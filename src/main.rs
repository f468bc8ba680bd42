use std::{path::Path, process, sync::Arc};

use apalis::{
    layers::WorkerBuilderExt,
    prelude::{Monitor, WorkerBuilder, WorkerFactoryFn},
};
use apalis_sql::{Config as ApalisSqlConfig, postgres::PostgresStorage};
use carte::{
    application::{
        catalog::{DishService, MenuService, SubmenuService},
        error::AppError,
        export::{ExportCoordinator, ExportLedger, render_workbook},
        fixtures::FillService,
        jobs::{JobWorkerContext, process_render_export_job},
        repos::{
            CatalogExportRepo, DishesRepo, DishesWriteRepo, FixturesRepo, JobsRepo, MenusRepo,
            MenusWriteRepo, SubmenusRepo, SubmenusWriteRepo,
        },
    },
    cache::{CacheConfig, SnapshotCache},
    config,
    domain::types::JobType,
    infra::{
        db::PostgresRepositories,
        error::InfraError,
        exports::ExportStorage,
        http::{self, ApiState, HealthState},
        telemetry,
    },
};
use tracing::{Dispatch, Level, dispatcher, error, info};
use tracing_subscriber::fmt as tracing_fmt;

#[tokio::main]
async fn main() {
    if let Err(error) = run().await {
        report_application_error(&error);
        process::exit(1);
    }
}

fn report_application_error(error: &AppError) {
    if dispatcher::has_been_set() {
        error!(error = %error, "application error");
        return;
    }

    let subscriber = tracing_fmt().with_max_level(Level::ERROR).finish();
    let dispatch = Dispatch::new(subscriber);
    dispatcher::with_default(&dispatch, || {
        error!(error = %error, "application error");
    });
}

async fn run() -> Result<(), AppError> {
    let (cli_args, settings) = config::load_with_cli()
        .map_err(|err| AppError::unexpected(format!("failed to load configuration: {err}")))?;

    let command = cli_args
        .command
        .unwrap_or(config::Command::Serve(Box::<config::ServeArgs>::default()));

    telemetry::init(&settings.logging).map_err(AppError::from)?;

    match command {
        config::Command::Serve(_) => run_serve(settings).await,
        config::Command::Export(args) => run_export(settings, &args.file).await,
        config::Command::Migrate(_) => run_migrate(settings).await,
    }
}

async fn run_serve(settings: config::Settings) -> Result<(), AppError> {
    let (http_repositories, job_repositories) = init_repositories(&settings).await?;

    let cache = Arc::new(SnapshotCache::start(&CacheConfig::from(&settings.cache)).await);
    let exports = Arc::new(
        ExportStorage::new(settings.exports.directory.clone())
            .map_err(|err| AppError::from(InfraError::Io(err)))?,
    );

    let api_state = build_api_state(&http_repositories, cache.clone(), exports.clone(), &settings);
    let job_context = JobWorkerContext { exports };

    let monitor_handle = spawn_job_monitor(job_repositories, job_context, &settings.jobs);
    let result = serve_http(&settings, api_state, http_repositories).await;

    monitor_handle.abort();
    let _ = monitor_handle.await;
    cache.stop();
    result
}

/// Renders the current catalog straight to `path`, bypassing the job queue.
async fn run_export(settings: config::Settings, path: &Path) -> Result<(), AppError> {
    let repositories = connect_http_repositories(&settings).await?;
    let rows = repositories.list_catalog_rows().await?;

    info!(
        target = "carte::export",
        path = %path.display(),
        rows = rows.len(),
        "Starting export"
    );

    let bytes = tokio::task::spawn_blocking(move || render_workbook(&rows))
        .await
        .map_err(|err| AppError::unexpected(format!("export render task failed: {err}")))??;
    tokio::fs::write(path, &bytes)
        .await
        .map_err(|err| AppError::from(InfraError::Io(err)))?;

    info!(
        target = "carte::export",
        bytes = bytes.len(),
        "Export completed"
    );
    Ok(())
}

async fn run_migrate(settings: config::Settings) -> Result<(), AppError> {
    connect_http_repositories(&settings).await?;
    info!(target = "carte::migrate", "Database migrations applied");
    Ok(())
}

fn build_api_state(
    repositories: &Arc<PostgresRepositories>,
    cache: Arc<SnapshotCache>,
    exports: Arc<ExportStorage>,
    settings: &config::Settings,
) -> ApiState {
    let menus_repo: Arc<dyn MenusRepo> = repositories.clone();
    let menus_write_repo: Arc<dyn MenusWriteRepo> = repositories.clone();
    let submenus_repo: Arc<dyn SubmenusRepo> = repositories.clone();
    let submenus_write_repo: Arc<dyn SubmenusWriteRepo> = repositories.clone();
    let dishes_repo: Arc<dyn DishesRepo> = repositories.clone();
    let dishes_write_repo: Arc<dyn DishesWriteRepo> = repositories.clone();
    let catalog_repo: Arc<dyn CatalogExportRepo> = repositories.clone();
    let jobs_repo: Arc<dyn JobsRepo> = repositories.clone();
    let fixtures_repo: Arc<dyn FixturesRepo> = repositories.clone();

    ApiState {
        menus: Arc::new(MenuService::new(
            menus_repo.clone(),
            menus_write_repo,
            cache.clone(),
        )),
        submenus: Arc::new(SubmenuService::new(
            menus_repo,
            submenus_repo.clone(),
            submenus_write_repo,
            cache.clone(),
        )),
        dishes: Arc::new(DishService::new(
            submenus_repo,
            dishes_repo,
            dishes_write_repo,
            cache.clone(),
        )),
        exports: Arc::new(ExportCoordinator::new(
            catalog_repo,
            jobs_repo,
            ExportLedger::new(cache.clone()),
            exports,
        )),
        fill: Arc::new(FillService::new(
            fixtures_repo,
            cache,
            settings.fill.password.clone(),
        )),
    }
}

fn database_url(settings: &config::Settings) -> Result<&str, AppError> {
    settings
        .database
        .url
        .as_deref()
        .ok_or_else(|| InfraError::configuration("database url is not configured"))
        .map_err(AppError::from)
}

/// Connects the request pool and applies pending migrations.
async fn connect_http_repositories(
    settings: &config::Settings,
) -> Result<Arc<PostgresRepositories>, AppError> {
    let http_pool = PostgresRepositories::connect(
        database_url(settings)?,
        settings.database.http_max_connections.get(),
    )
    .await
    .map_err(|err| AppError::from(InfraError::database(err.to_string())))?;

    PostgresRepositories::run_migrations(&http_pool)
        .await
        .map_err(|err| AppError::from(InfraError::database(err.to_string())))?;

    Ok(Arc::new(PostgresRepositories::new(http_pool)))
}

async fn init_repositories(
    settings: &config::Settings,
) -> Result<(Arc<PostgresRepositories>, Arc<PostgresRepositories>), AppError> {
    let http_repositories = connect_http_repositories(settings).await?;

    let jobs_pool = PostgresRepositories::connect(
        database_url(settings)?,
        settings.database.jobs_max_connections.get(),
    )
    .await
    .map_err(|err| AppError::from(InfraError::database(err.to_string())))?;

    Ok((
        http_repositories,
        Arc::new(PostgresRepositories::new(jobs_pool)),
    ))
}

fn spawn_job_monitor(
    repositories: Arc<PostgresRepositories>,
    context: JobWorkerContext,
    jobs: &config::JobsSettings,
) -> tokio::task::JoinHandle<()> {
    let render_export_storage = PostgresStorage::new_with_config(
        repositories.pool().clone(),
        ApalisSqlConfig::new(JobType::RenderExport.as_str()),
    );

    let render_export_worker = WorkerBuilder::new("render-export-worker")
        .concurrency(jobs.render_export_concurrency.get() as usize)
        .data(context)
        .backend(render_export_storage)
        .build_fn(process_render_export_job);

    let monitor = Monitor::new().register(render_export_worker);

    tokio::spawn(async move {
        if let Err(err) = monitor.run().await {
            error!(error = %err, "job monitor stopped");
        }
    })
}

async fn serve_http(
    settings: &config::Settings,
    api_state: ApiState,
    repositories: Arc<PostgresRepositories>,
) -> Result<(), AppError> {
    let router = http::build_router(api_state, Some(HealthState { db: repositories }));

    let listener = tokio::net::TcpListener::bind(settings.server.addr)
        .await
        .map_err(|err| AppError::from(InfraError::from(err)))?;

    info!(
        target = "carte::serve",
        addr = %settings.server.addr,
        "HTTP server listening"
    );

    axum::serve(listener, router.into_make_service())
        .with_graceful_shutdown(shutdown_signal())
        .await
        .map_err(|err| AppError::from(InfraError::server(err.to_string())))?;

    Ok(())
}

async fn shutdown_signal() {
    if let Err(err) = tokio::signal::ctrl_c().await {
        error!(error = %err, "failed to listen for shutdown signal");
        std::future::pending::<()>().await;
    }
    info!(target = "carte::serve", "shutdown signal received");
}
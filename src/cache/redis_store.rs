//! Redis-backed snapshot store.

use std::time::Duration;

use redis::{Client, aio::ConnectionManager};

use super::CacheError;
use super::keys::KeyPrefix;

const SCAN_BATCH: usize = 200;

#[derive(Clone)]
pub struct RedisStore {
    connection: ConnectionManager,
}

impl RedisStore {
    pub async fn connect(url: &str) -> Result<Self, CacheError> {
        let client = Client::open(url)?;
        let connection = client.get_connection_manager().await?;
        Ok(Self { connection })
    }

    pub async fn get(&self, key: &str) -> Result<Option<String>, CacheError> {
        let mut conn = self.connection.clone();
        let value: Option<String> = redis::cmd("GET").arg(key).query_async(&mut conn).await?;
        Ok(value)
    }

    pub async fn set(
        &self,
        key: &str,
        value: &str,
        ttl: Option<Duration>,
    ) -> Result<(), CacheError> {
        let mut conn = self.connection.clone();
        let mut cmd = redis::cmd("SET");
        cmd.arg(key).arg(value);
        if let Some(ttl) = ttl {
            let millis = u64::try_from(ttl.as_millis()).unwrap_or(u64::MAX).max(1);
            cmd.arg("PX").arg(millis);
        }
        let () = cmd.query_async(&mut conn).await?;
        Ok(())
    }

    pub async fn delete(&self, key: &str) -> Result<bool, CacheError> {
        let mut conn = self.connection.clone();
        let removed: usize = redis::cmd("DEL").arg(key).query_async(&mut conn).await?;
        Ok(removed > 0)
    }

    /// Walks the keyspace with `SCAN` so large namespaces never block the server.
    pub async fn delete_prefix(&self, prefix: &KeyPrefix) -> Result<usize, CacheError> {
        let mut conn = self.connection.clone();
        let pattern = prefix.glob_pattern();
        let mut cursor: u64 = 0;
        let mut removed = 0;

        loop {
            let (next, keys): (u64, Vec<String>) = redis::cmd("SCAN")
                .arg(cursor)
                .arg("MATCH")
                .arg(&pattern)
                .arg("COUNT")
                .arg(SCAN_BATCH)
                .query_async(&mut conn)
                .await?;

            if !keys.is_empty() {
                let deleted: usize = redis::cmd("DEL").arg(&keys).query_async(&mut conn).await?;
                removed += deleted;
            }

            if next == 0 {
                break;
            }
            cursor = next;
        }

        Ok(removed)
    }
}
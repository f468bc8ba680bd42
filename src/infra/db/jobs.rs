use async_trait::async_trait;
use time::OffsetDateTime;

use crate::{
    application::repos::{JobsRepo, NewJobRecord, RepoError},
    domain::{
        entities::JobRecord,
        types::{JobState, JobType},
    },
};

use super::{PostgresRepositories, map_sqlx_error};

#[derive(sqlx::FromRow)]
struct JobRow {
    id: String,
    job_type: String,
    job: serde_json::Value,
    status: String,
    attempts: i32,
    max_attempts: i32,
    done_at: Option<OffsetDateTime>,
    last_error: Option<String>,
}

impl TryFrom<JobRow> for JobRecord {
    type Error = RepoError;

    fn try_from(row: JobRow) -> Result<Self, Self::Error> {
        let job_type = JobType::try_from(row.job_type.as_str()).map_err(|_| {
            RepoError::from_persistence(format!("unknown job type `{}`", row.job_type))
        })?;
        let state = JobState::try_from(row.status.as_str()).map_err(|_| {
            RepoError::from_persistence(format!("unknown job state `{}`", row.status))
        })?;

        Ok(Self {
            id: row.id,
            job_type,
            payload: row.job,
            state,
            attempts: row.attempts,
            max_attempts: row.max_attempts,
            done_at: row.done_at,
            last_error: row.last_error,
        })
    }
}

/// Render jobs are pushed straight into `apalis.jobs`; the worker monitor
/// polls the same table.
#[async_trait]
impl JobsRepo for PostgresRepositories {
    async fn enqueue_job(&self, job: NewJobRecord) -> Result<String, RepoError> {
        sqlx::query_scalar::<_, String>(
            "SELECT (apalis.push_job($1, $2::json, $3, $4, $5, $6)).id",
        )
        .bind(job.job_type.as_str())
        .bind(&job.payload)
        .bind(JobState::Pending.as_str())
        .bind(job.run_at)
        .bind(job.max_attempts)
        .bind(job.priority)
        .fetch_one(self.pool())
        .await
        .map_err(map_sqlx_error)
    }

    async fn find_job(&self, id: &str) -> Result<Option<JobRecord>, RepoError> {
        let row = sqlx::query_as::<_, JobRow>(
            r#"
            SELECT id, job_type, job, status, attempts, max_attempts, done_at, last_error
              FROM apalis.jobs
             WHERE id = $1
            "#,
        )
        .bind(id)
        .fetch_optional(self.pool())
        .await
        .map_err(map_sqlx_error)?;

        row.map(JobRecord::try_from).transpose()
    }
}
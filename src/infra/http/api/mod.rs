pub mod error;
pub mod handlers;
pub mod models;
pub mod state;

pub use state::ApiState;

use axum::{
    Router,
    routing::{get, post},
};

pub fn build_api_router(state: ApiState) -> Router {
    Router::new()
        .route(
            "/api/v1/menus",
            get(handlers::list_menus).post(handlers::create_menu),
        )
        .route(
            "/api/v1/menus/{menu_id}",
            get(handlers::get_menu)
                .patch(handlers::update_menu)
                .delete(handlers::delete_menu),
        )
        .route(
            "/api/v1/menus/{menu_id}/submenus",
            get(handlers::list_submenus).post(handlers::create_submenu),
        )
        .route(
            "/api/v1/menus/{menu_id}/submenus/{submenu_id}",
            get(handlers::get_submenu)
                .patch(handlers::update_submenu)
                .delete(handlers::delete_submenu),
        )
        .route(
            "/api/v1/menus/{menu_id}/submenus/{submenu_id}/dishes",
            get(handlers::list_dishes).post(handlers::create_dish),
        )
        .route(
            "/api/v1/menus/{menu_id}/submenus/{submenu_id}/dishes/{dish_id}",
            get(handlers::get_dish)
                .patch(handlers::update_dish)
                .delete(handlers::delete_dish),
        )
        .route("/api/v1/fill", post(handlers::fill_catalog))
        .route("/api/v1/xl/create", post(handlers::create_export))
        .route("/api/v1/xl/get", get(handlers::get_export))
        .with_state(state)
}
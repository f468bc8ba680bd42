use std::sync::Arc;

use tracing::info;

use crate::application::repos::{CreateMenuParams, MenusRepo, MenusWriteRepo, UpdateMenuParams};
use crate::cache::{ResourcePath, SnapshotCache};
use crate::domain::types::EntityKind;

use super::snapshots;
use super::{CatalogError, DeleteConfirmation, EntityInput, MenuView};

const KIND: EntityKind = EntityKind::Menu;

#[derive(Clone)]
pub struct MenuService {
    reader: Arc<dyn MenusRepo>,
    writer: Arc<dyn MenusWriteRepo>,
    cache: Arc<SnapshotCache>,
}

impl MenuService {
    pub fn new(
        reader: Arc<dyn MenusRepo>,
        writer: Arc<dyn MenusWriteRepo>,
        cache: Arc<SnapshotCache>,
    ) -> Self {
        Self {
            reader,
            writer,
            cache,
        }
    }

    /// Every menu, caching each one individually.
    pub async fn list(&self) -> Result<Vec<MenuView>, CatalogError> {
        let records = self.reader.list_menus().await?;
        let mut views = Vec::with_capacity(records.len());
        for record in records {
            let path = ResourcePath::menu(record.id);
            let view = MenuView::from(record);
            snapshots::store(&self.cache, &path, &view).await;
            views.push(view);
        }
        Ok(views)
    }

    pub async fn read(&self, id: i64) -> Result<MenuView, CatalogError> {
        let path = ResourcePath::menu(id);
        let view = match snapshots::load::<MenuView>(&self.cache, &path).await {
            Some(view) => view,
            None => self
                .reader
                .find_menu(id)
                .await?
                .map(MenuView::from)
                .ok_or(CatalogError::NotFound(KIND))?,
        };
        snapshots::store(&self.cache, &path, &view).await;
        Ok(view)
    }

    pub async fn create(&self, input: EntityInput) -> Result<MenuView, CatalogError> {
        let input = input.validated()?;
        if self.reader.find_menu_by_title(&input.title).await?.is_some() {
            return Err(CatalogError::Conflict(KIND));
        }

        let record = self
            .writer
            .create_menu(CreateMenuParams {
                title: input.title,
                description: input.description,
            })
            .await
            .map_err(|err| CatalogError::from_write(KIND, KIND, err))?;

        info!(target = "carte::application::catalog", menu_id = record.id, "menu created");
        Ok(MenuView::from(record))
    }

    pub async fn update(&self, id: i64, input: EntityInput) -> Result<MenuView, CatalogError> {
        let input = input.validated()?;
        if self.reader.find_menu(id).await?.is_none() {
            return Err(CatalogError::NotFound(KIND));
        }
        if let Some(existing) = self.reader.find_menu_by_title(&input.title).await?
            && existing.id != id
        {
            return Err(CatalogError::Conflict(KIND));
        }

        let record = self
            .writer
            .update_menu(UpdateMenuParams {
                id,
                title: input.title,
                description: input.description,
            })
            .await
            .map_err(|err| CatalogError::from_write(KIND, KIND, err))?;

        let view = MenuView::from(record);
        snapshots::replace(&self.cache, &ResourcePath::menu(id), &view).await;
        Ok(view)
    }

    /// Deletes the menu with everything below it and drops its cached subtree.
    pub async fn delete(&self, id: i64) -> Result<DeleteConfirmation, CatalogError> {
        if self.reader.find_menu(id).await?.is_none() {
            return Err(CatalogError::NotFound(KIND));
        }
        self.writer
            .delete_menu(id)
            .await
            .map_err(|err| CatalogError::from_write(KIND, KIND, err))?;

        self.cache.invalidate_subtree(&ResourcePath::menu(id)).await;
        info!(target = "carte::application::catalog", menu_id = id, "menu deleted");
        Ok(DeleteConfirmation::for_kind(KIND))
    }
}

Work instructions
Using the entries above, extract exactly the span from the line with "let mut cmd" to the line with "let (next, keys): (u64, Vec<String>)", both lines included; leave out everything else.

Answer to this task
        let mut cmd = redis::cmd("SET");
        cmd.arg(key).arg(value);
        if let Some(ttl) = ttl {
            let millis = u64::try_from(ttl.as_millis()).unwrap_or(u64::MAX).max(1);
            cmd.arg("PX").arg(millis);
        }
        let () = cmd.query_async(&mut conn).await?;
        Ok(())
    }

    pub async fn delete(&self, key: &str) -> Result<bool, CacheError> {
        let mut conn = self.connection.clone();
        let removed: usize = redis::cmd("DEL").arg(key).query_async(&mut conn).await?;
        Ok(removed > 0)
    }

    /// Walks the keyspace with `SCAN` so large namespaces never block the server.
    pub async fn delete_prefix(&self, prefix: &KeyPrefix) -> Result<usize, CacheError> {
        let mut conn = self.connection.clone();
        let pattern = prefix.glob_pattern();
        let mut cursor: u64 = 0;
        let mut removed = 0;

        loop {
            let (next, keys): (u64, Vec<String>) = redis::cmd("SCAN")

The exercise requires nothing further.